-------- Data to process --------

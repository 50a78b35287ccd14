//! Magnitude → marker visual resolution with an append-only cache.
//!
//! Magnitudes are quantized to 0.5-wide buckets (`round(magnitude * 2)`).
//! Each bucket resolves to a single shared [`MarkerVisual`], built from the
//! bucket's representative magnitude (`bucket / 2`), so every magnitude in
//! a bucket gets the identical visual regardless of which one was seen
//! first. Unknown magnitudes have their own cache slot.

use std::collections::BTreeMap;
use std::sync::{Arc, PoisonError, RwLock};

use quake_map_quake_models::{MagnitudeClass, MarkerVisual};

/// Marker size for events without a magnitude.
pub const UNKNOWN_SIZE_PX: f64 = 18.0;

const MIN_SIZE_PX: f64 = 14.0;
const MAX_SIZE_PX: f64 = 42.0;

/// Quantizes a magnitude to 0.5 steps, rounding halves up. `None` for
/// unknown (or `NaN`) magnitudes.
#[must_use]
#[allow(clippy::cast_possible_truncation)]
pub fn bucket_for(magnitude: Option<f64>) -> Option<i64> {
    magnitude
        .filter(|m| !m.is_nan())
        .map(|m| (m * 2.0 + 0.5).floor() as i64)
}

/// Marker diameter: `clamp(12 + 4 * magnitude, 14, 42)`.
#[must_use]
pub fn marker_size(magnitude: Option<f64>) -> f64 {
    match magnitude {
        Some(m) if !m.is_nan() => 4.0f64.mul_add(m, 12.0).clamp(MIN_SIZE_PX, MAX_SIZE_PX),
        _ => UNKNOWN_SIZE_PX,
    }
}

/// Builds the visual for a bucket.
#[must_use]
#[allow(clippy::cast_precision_loss)]
pub fn build_visual(bucket: Option<i64>) -> MarkerVisual {
    let representative = bucket.map(|b| b as f64 / 2.0);
    MarkerVisual {
        bucket_key: bucket.unwrap_or(0),
        size_px: marker_size(representative),
        color: MagnitudeClass::from_magnitude(representative).color(),
        label: representative.map_or_else(|| "?".to_string(), |m| format!("{m:.1}")),
    }
}

/// Shared cache of marker visuals, keyed by magnitude bucket.
///
/// Construct one per rendering context and pass it by reference. Entries
/// are never evicted; the number of buckets is bounded by the range of
/// real-world magnitudes. Concurrent resolvers of the same bucket build
/// equal values, so a race can at worst duplicate work.
#[derive(Debug, Default)]
pub struct IconCache {
    entries: RwLock<BTreeMap<Option<i64>, Arc<MarkerVisual>>>,
}

impl IconCache {
    #[must_use]
    pub fn new() -> Self {
        Self::default()
    }

    /// Returns the visual for `magnitude`, building and caching it on the
    /// first request for its bucket.
    pub fn resolve(&self, magnitude: Option<f64>) -> Arc<MarkerVisual> {
        let bucket = bucket_for(magnitude);

        if let Some(hit) = self
            .entries
            .read()
            .unwrap_or_else(PoisonError::into_inner)
            .get(&bucket)
        {
            return Arc::clone(hit);
        }

        log::debug!("Icon cache miss for bucket {bucket:?}");
        let visual = Arc::new(build_visual(bucket));
        let mut entries = self.entries.write().unwrap_or_else(PoisonError::into_inner);
        Arc::clone(entries.entry(bucket).or_insert(visual))
    }

    /// Number of cached buckets.
    #[must_use]
    pub fn len(&self) -> usize {
        self.entries
            .read()
            .unwrap_or_else(PoisonError::into_inner)
            .len()
    }

    #[must_use]
    pub fn is_empty(&self) -> bool {
        self.len() == 0
    }
}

--------

Copy out, word for word, the part of the entries above that begins at the line with "0.5).floor() as i64)" and ends at the line with "worst duplicate work.", including both.

Exercise result:
        .map(|m| (m * 2.0 + 0.5).floor() as i64)
}

/// Marker diameter: `clamp(12 + 4 * magnitude, 14, 42)`.
#[must_use]
pub fn marker_size(magnitude: Option<f64>) -> f64 {
    match magnitude {
        Some(m) if !m.is_nan() => 4.0f64.mul_add(m, 12.0).clamp(MIN_SIZE_PX, MAX_SIZE_PX),
        _ => UNKNOWN_SIZE_PX,
    }
}

/// Builds the visual for a bucket.
#[must_use]
#[allow(clippy::cast_precision_loss)]
pub fn build_visual(bucket: Option<i64>) -> MarkerVisual {
    let representative = bucket.map(|b| b as f64 / 2.0);
    MarkerVisual {
        bucket_key: bucket.unwrap_or(0),
        size_px: marker_size(representative),
        color: MagnitudeClass::from_magnitude(representative).color(),
        label: representative.map_or_else(|| "?".to_string(), |m| format!("{m:.1}")),
    }
}

/// Shared cache of marker visuals, keyed by magnitude bucket.
///
/// Construct one per rendering context and pass it by reference. Entries
/// are never evicted; the number of buckets is bounded by the range of
/// real-world magnitudes. Concurrent resolvers of the same bucket build
/// equal values, so a race can at worst duplicate work.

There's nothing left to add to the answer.